Saved entries
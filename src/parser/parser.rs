//! Recursive descent parser for ANTLR4 grammars
//!
//! Builds a rowan GreenNode tree from tokens.
//! Supports error recovery and produces a lossless CST.

use super::lexer::{Token, tokenize};
use super::syntax_kind::SyntaxKind;
use rowan::{Checkpoint, GreenNode, GreenNodeBuilder, TextRange, TextSize};

/// Parse result containing the green tree and any errors
#[derive(Debug, Clone)]
pub struct Parse {
    pub green: GreenNode,
    pub errors: Vec<SyntaxError>,
}

impl Parse {
    /// Get the root syntax node
    pub fn syntax(&self) -> super::SyntaxNode {
        super::SyntaxNode::new_root(self.green.clone())
    }

    /// Get the typed root
    pub fn tree(&self) -> super::ast::GrammarFile {
        super::ast::GrammarFile::from_root(self.syntax())
    }

    /// Check if parsing succeeded without errors
    pub fn ok(&self) -> bool {
        self.errors.is_empty()
    }
}

/// A syntax error with location and message
#[derive(Debug, Clone, PartialEq, Eq)]
pub struct SyntaxError {
    pub message: String,
    pub range: TextRange,
}

impl SyntaxError {
    pub fn new(message: impl Into<String>, range: TextRange) -> Self {
        Self {
            message: message.into(),
            range,
        }
    }
}

/// Parse grammar source code into a CST
pub fn parse(input: &str) -> Parse {
    let tokens = tokenize(input);
    let mut parser = Parser::new(&tokens, TextSize::of(input));
    parser.parse_grammar_file();
    parser.finish()
}

use SyntaxKind::*;

const TOP_LEVEL_RECOVERY: &[SyntaxKind] = &[
    TOKEN_REF,
    RULE_REF,
    FRAGMENT_KW,
    MODE_KW,
    AT,
    OPTIONS_KW,
    TOKENS_KW,
    CHANNELS_KW,
    IMPORT_KW,
];

const ALT_END: &[SyntaxKind] = &[PIPE, SEMI, R_PAREN, ARROW, POUND];

const ELEMENT_START: &[SyntaxKind] = &[
    TOKEN_REF,
    RULE_REF,
    STRING_LITERAL,
    BRACKET_BLOCK,
    L_PAREN,
    TILDE,
    DOT,
    ACTION_BLOCK,
];

/// The parser state
struct Parser<'a> {
    tokens: &'a [Token<'a>],
    pos: usize,
    end: TextSize,
    builder: GreenNodeBuilder<'static>,
    errors: Vec<SyntaxError>,
}
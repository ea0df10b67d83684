//! On-disk grammar sets for workspace tests.

use std::path::{Path, PathBuf};

use g4::Workspace;
use tempfile::TempDir;

/// A temporary directory holding grammar files.
pub struct GrammarSet {
    dir: TempDir,
}

impl GrammarSet {
    pub fn new() -> Self {
        Self {
            dir: tempfile::tempdir().expect("temp dir"),
        }
    }

    /// Create a set from `(file name, source)` pairs.
    pub fn with(files: &[(&str, &str)]) -> Self {
        let set = Self::new();
        for (name, source) in files {
            set.write(name, source);
        }
        set
    }

    pub fn dir(&self) -> &Path {
        self.dir.path()
    }

    pub fn path(&self, name: &str) -> PathBuf {
        self.dir.path().join(name)
    }

    pub fn write(&self, name: &str, source: &str) -> PathBuf {
        let path = self.path(name);
        std::fs::write(&path, source).expect("write grammar");
        path
    }
}

/// Load `name` from `set` into a fresh workspace.
pub fn workspace_with(set: &GrammarSet, name: &str) -> Workspace {
    let mut workspace = Workspace::new();
    workspace.load_grammar(set.path(name), None);
    workspace
}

_What the task asks_
What is the count of lines in the data above containing the string "TextRange"? Write the number and nothing else.

_Expected output_
3